Theology, Human Sciences, and Health

How does spirituality shape understanding of health, disease, and the structures of medicine, and how may biological processes influence spirituality?

This program aims to identify ways in which religious and spiritual traditions underlie and shape healthcare institutions and the professional formation of medical professionals.  It seeks to characterize the ways in which institutional structures and socialization processes make spiritual care of patients infrequent in the medical setting even within critical illness.  The program explores pursuit of these questions with a critical eye on the nature of knowledge and research.  It explores the feasibility and potential benefits of collaborative partnerships across academic disciplines and its impact on beneficial discovery and the creation of knowledge. (See prior publications)

Faculty: Michael Balboni, Tracy Balboni, Gregory FricchioneCheryl Giles, Ahmed RagabDavid Silbersweig


The Spiritual and Religious Characteristics of Physicians and Associations with End-of-Life Medical Utilization

Physician wellness and physician religious/spiritual characteristics may influence important patient outcomes including the quality of communication surrounding end-of-life issues and medical decisions made by patients facing life-threatening disease.  Few data exists examining how antecedent physician characteristics are associated with patient outcomes.  This project aims to describe if physician well-being and physician religious/spiritual characteristics influence end-of-life outcomes among advanced cancer patients.  The proposal adds supplemental physician survey information to the NCI/NIH-funded Coping with Cancer II study—a prospective, multi-regional, racially diverse cohort study of 600 advanced cancer patient—assessing end-of-life communication and medical outcomes in the final month of life.  The project determines prospectively if there is a relationship between physician characteristics and patient outcomes including communication effectiveness, treatment goal attainment, quality of life, reception of palliative care, receipt of aggressive care, and costs.  The study also explores potential interactions between demographic and religious/spiritual characteristics within physician-patient relationships.  Funded in part by the Program on Religion and Medicine, University of Chicago and the National Cancer Institute. 
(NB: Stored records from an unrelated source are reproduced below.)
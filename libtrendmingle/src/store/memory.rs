//! In-process store, used when no database is configured and in tests

use async_trait::async_trait;
use std::collections::HashMap;
use std::sync::Arc;
use tokio::sync::RwLock;

use crate::accounts::SocialAccount;
use crate::error::{MingleError, Result};
use crate::store::{Profile, RemoteStore, Trend};
use crate::types::{Platform, Post};

#[derive(Debug, Default)]
struct Tables {
    profiles: HashMap<String, Profile>,
    trends: HashMap<String, Trend>,
    /// Creation order; updates replace in place.
    posts: Vec<Post>,
    accounts: HashMap<Platform, SocialAccount>,
}

#[derive(Debug, Clone, Default)]
pub struct MemoryStore {
    tables: Arc<RwLock<Tables>>,
}

impl MemoryStore {
    pub fn new() -> Self {
        Self::default()
    }
}

#[async_trait]
impl RemoteStore for MemoryStore {
    async fn get_profile(&self, id: &str) -> Result<Option<Profile>> {
        Ok(self.tables.read().await.profiles.get(id).cloned())
    }

    async fn upsert_profile(&self, profile: &Profile) -> Result<()> {
        self.tables
            .write()
            .await
            .profiles
            .insert(profile.id.clone(), profile.clone());
        Ok(())
    }

    async fn list_trends(&self) -> Result<Vec<Trend>> {
        let mut trends: Vec<Trend> = self.tables.read().await.trends.values().cloned().collect();
        trends.sort_by(|a, b| b.created_at.cmp(&a.created_at).then_with(|| a.id.cmp(&b.id)));
        Ok(trends)
    }

    async fn get_trend(&self, id: &str) -> Result<Option<Trend>> {
        Ok(self.tables.read().await.trends.get(id).cloned())
    }

    async fn save_trend(&self, trend: &Trend) -> Result<()> {
        let mut tables = self.tables.write().await;
        let likes = tables
            .trends
            .get(&trend.id)
            .map_or(trend.likes, |existing| existing.likes);
        let mut stored = trend.clone();
        stored.likes = likes;
        tables.trends.insert(stored.id.clone(), stored);
        Ok(())
    }

    async fn delete_trend(&self, id: &str) -> Result<bool> {
        Ok(self.tables.write().await.trends.remove(id).is_some())
    }

    async fn like_trend(&self, id: &str) -> Result<i64> {
        let mut tables = self.tables.write().await;
        let trend = tables
            .trends
            .get_mut(id)
            .ok_or_else(|| MingleError::not_found("Trend", id))?;
        trend.likes += 1;
        Ok(trend.likes)
    }

    async fn save_post(&self, post: &Post) -> Result<()> {
        let mut tables = self.tables.write().await;
        match tables.posts.iter_mut().find(|stored| stored.id() == post.id()) {
            Some(stored) => *stored = post.clone(),
            None => tables.posts.push(post.clone()),
        }
        Ok(())
    }

    async fn remove_post(&self, id: &str) -> Result<()> {
        self.tables.write().await.posts.retain(|post| post.id() != id);
        Ok(())
    }

    async fn load_posts(&self) -> Result<Vec<Post>> {
        Ok(self.tables.read().await.posts.clone())
    }

    async fn save_account(&self, account: &SocialAccount) -> Result<()> {
        self.tables
            .write()
            .await
            .accounts
            .insert(account.platform(), account.clone());
        Ok(())
    }

    async fn load_accounts(&self) -> Result<Vec<SocialAccount>> {
        let mut accounts: Vec<SocialAccount> =
            self.tables.read().await.accounts.values().cloned().collect();
        accounts.sort_by_key(|a| a.platform());
        Ok(accounts)
    }
}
Spirituality and the Hidden Curriculum in Medicine

The project aims are 1) to characterize medical student and chaplaincy trainee perceptions of the institutional and socialization processes within health, 2) to reflect on the moral and spiritual transformations experienced during the course of training in healthcare setting, and 3) to assist students in a healer’s lifestyle that is grounded within values revealed in the student’s own spiritual tradition. The The project’s goal is to understand how health care institutions and socialization processes (the “hidden curriculum”) might lead to moral and spiritual impoverishment (e.g., patient objectification, loss of compassion, spiritual isolation, etc.), and to constructively imagine an intellectually and existentially stimulating socialization experience engendering transformation in trainees moral and spiritual lives as they enter health care practice.  Supported by the John Templeton Foundation.